Le juge en charge du dossier a statué qu'il y avait un risque que Schreiber prenne la fuite.
Le tribunal étatique d'Augsbourg, en Bavière, a donc tranché, lors d'une audience à huis clos, que l'ancien lobbyiste de l'industrie de l'armement, âgé de 75 ans, devrait être maintenu en détention en attendant son procès, a expliqué hier le porte-parole du tribunal, Karl-Heinz Haeusler.
Schreiber est arrivé en Allemagne lundi, après qu'il eut perdu sa bataille judiciaire de 10 ans visant à éviter son extradition du Canada.

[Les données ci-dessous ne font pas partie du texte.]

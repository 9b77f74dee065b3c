/// 地圖設定
use log::info;
use serde::{Deserialize, Serialize};

use crate::vision::Bounds;

fn default_scale() -> f64 {
    50.0
}

fn default_day_time() -> f64 {
    12.0
}

#[derive(Debug, Clone, PartialEq, Serialize, Deserialize)]
#[serde(rename_all = "camelCase")]
pub struct MapState {
    /// 每格像素
    #[serde(default = "default_scale")]
    pub scale: f64,
    #[serde(default)]
    pub bounds: Bounds,
    #[serde(default)]
    pub fog_enabled: bool,
    #[serde(default)]
    pub dynamic_lighting_enabled: bool,
    /// 一天中的時間（小時）
    #[serde(default = "default_day_time")]
    pub day_time: f64,
}

impl Default for MapState {
    fn default() -> Self {
        Self {
            scale: default_scale(),
            bounds: Bounds::default(),
            fog_enabled: false,
            dynamic_lighting_enabled: false,
            day_time: default_day_time(),
        }
    }
}

impl MapState {
    pub fn with_bounds(bounds: Bounds) -> Self {
        Self { bounds, ..Self::default() }
    }

    /// 設定時間，超出範圍時繞回 [0, 24)
    pub fn set_day_time(&mut self, hours: f64) -> f64 {
        self.day_time = if hours.is_finite() { hours.rem_euclid(24.0) } else { default_day_time() };
        info!("時間設為 {:.2} 時", self.day_time);
        self.day_time
    }
}
use lazy_static::lazy_static;
use log::{info, warn};
use serde::{Deserialize, Serialize};
use std::fs;
use std::path::Path;

use crate::error::{Result, VisionError};
use crate::vision::Bounds;

/// 預設設定檔路徑，可用環境變數 FOGSIGHT_CONFIG 覆蓋
pub const DEFAULT_CONFIG_PATH: &str = "vision.toml";

/// 視野與迷霧設定
#[derive(Serialize, Deserialize, Clone, Debug, PartialEq)]
#[serde(default)]
pub struct VisionSetting {
    /// 棋子沒有光源半徑時使用的預設值（呎）
    pub default_light_radius_feet: f64,
    /// 每格代表幾呎
    pub feet_per_cell: f64,
    /// 光照邊界多邊形的邊數
    pub light_sides: usize,
    /// 角點兩側取樣的角度偏移（弧度）
    pub angle_epsilon: f64,
    /// 射線超出光照半徑的餘量（像素）
    pub ray_padding: f64,
    /// 世界邊界
    pub world_bounds: Bounds,
    /// 揭露圓最小半徑（像素），小於等於此值視為雜訊
    pub reveal_min_radius: f64,
    /// 牆壁最小長度（像素）
    pub wall_min_length: f64,
    /// 夜晚黑暗程度
    pub night_darkness: f64,
    /// 開啟動態光照時黑暗層的最低不透明度
    pub dynamic_lighting_min_alpha: f64,
    /// 錐形範圍的張角（度）
    pub cone_spread_degrees: f64,
    /// 計算執行緒數，0 代表使用 CPU 核心數
    pub worker_threads: usize,
    /// 視野快取上限
    pub cache_capacity: usize,
}

#[derive(Serialize, Deserialize, Clone, Debug, Default)]
struct Setting {
    #[serde(default)]
    vision: VisionSetting,
}

impl Default for VisionSetting {
    fn default() -> Self {
        Self {
            default_light_radius_feet: 60.0,
            feet_per_cell: 5.0,
            light_sides: 16,
            angle_epsilon: 1e-5,
            ray_padding: 100.0,
            world_bounds: Bounds::default(),
            reveal_min_radius: 5.0,
            wall_min_length: 5.0,
            night_darkness: 0.85,
            dynamic_lighting_min_alpha: 0.96,
            cone_spread_degrees: 53.1,
            worker_threads: 0,
            cache_capacity: 256,
        }
    }
}

impl VisionSetting {
    /// 從 TOML 字串解析，缺少的欄位使用預設值
    pub fn from_toml_str(content: &str) -> Result<Self> {
        let setting: Setting = toml::from_str(content)?;
        Ok(setting.vision)
    }

    /// 從檔案載入設定
    pub fn load_from_file<P: AsRef<Path>>(path: P) -> Result<Self> {
        let path = path.as_ref();
        let content = fs::read_to_string(path).map_err(|source| VisionError::Io {
            path: path.display().to_string(),
            source,
        })?;
        Self::from_toml_str(&content)
    }

    /// 讀取設定檔，失敗時退回預設值
    pub fn load_or_default() -> Self {
        let path = std::env::var("FOGSIGHT_CONFIG").unwrap_or_else(|_| DEFAULT_CONFIG_PATH.to_string());
        if !Path::new(&path).exists() {
            info!("找不到設定檔 {}，使用預設視野設定", path);
            return Self::default();
        }
        match Self::load_from_file(&path) {
            Ok(setting) => {
                info!("已載入視野設定: {}", path);
                setting
            }
            Err(e) => {
                warn!("讀取設定檔 {} 失敗，使用預設值: {}", path, e);
                Self::default()
            }
        }
    }

    /// 實際使用的執行緒數
    pub fn thread_count(&self) -> usize {
        if self.worker_threads == 0 {
            num_cpus::get()
        } else {
            self.worker_threads
        }
    }

    pub fn cone_spread_radians(&self) -> f64 {
        self.cone_spread_degrees.to_radians()
    }
}

lazy_static! {
    pub static ref CONFIG: VisionSetting = VisionSetting::load_or_default();
}
/// Fogsight Library
///
/// 桌遊地圖的視線與戰爭迷霧引擎：牆壁與門遮擋、放射掃描視野、
/// 日夜黑暗層、主持人揭露迷霧，以及範圍模板判定。

pub mod error;
pub mod config;
pub mod vision;
pub mod comp;
pub mod state;
pub mod msg;

// Re-export commonly used types
pub use crate::comp::*;
pub use crate::vision::*;
pub use crate::error::{Result, VisionError};
pub use crate::msg::SyncMsg;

L'homme d'affaires, qui possède la double nationalité allemande et canadienne, fait face à des accusations de détournement de fonds, de corruption, de fraude fiscale et d'abus de confiance.
Il risque une peine allant jusqu'à 15 ans de prison.
Le procureur Reinhard Nemetz a affirmé que Schreiber, par le biais de son avocat, avait plaidé non coupable à toutes les accusations retenues contre lui lors de l'audience, hier matin.
Les accusations découlent d'allégations selon lesquelles Schreiber et d'autres personnes auraient touché de l'argent à la suite d'une transaction visant à livrer des véhicules blindés en Arabie Saoudite, au début des années 1990.
Le tribunal doit maintenant se prononcer sur la date du procès. Il n'a pas été précisé à quel moment cette décision serait prise.
Karlheinz Schreiber est considéré comme l'un des acteurs-clé du scandale des caisses noires qui a éclaboussé l'Union chrétienne-démocrate (CDU), le parti de l'ancien chancelier Helmut Kohl, dans les années 1990.
À l'époque, Schreiber s'était réfugié au Canada où il avait réussi jusqu'ici à éviter son extradition.
Schreiber aurait offert un don en espèces, en 1991, à l'ancien trésorier du CDU, Walther Leisler Kiep. Le scandale avait par la suite pris de l'ampleur lorsque M. Kohl a reconnu en 1999 avoir personnellement accepté des dons non comptabilisés - et donc illégaux - de la part de partisans.
Les procureurs avaient cependant abandonné l'enquête criminelle menée contre M. Kohl, sans porter d'accusation, après qu'il eut accepté de payer une lourde amende.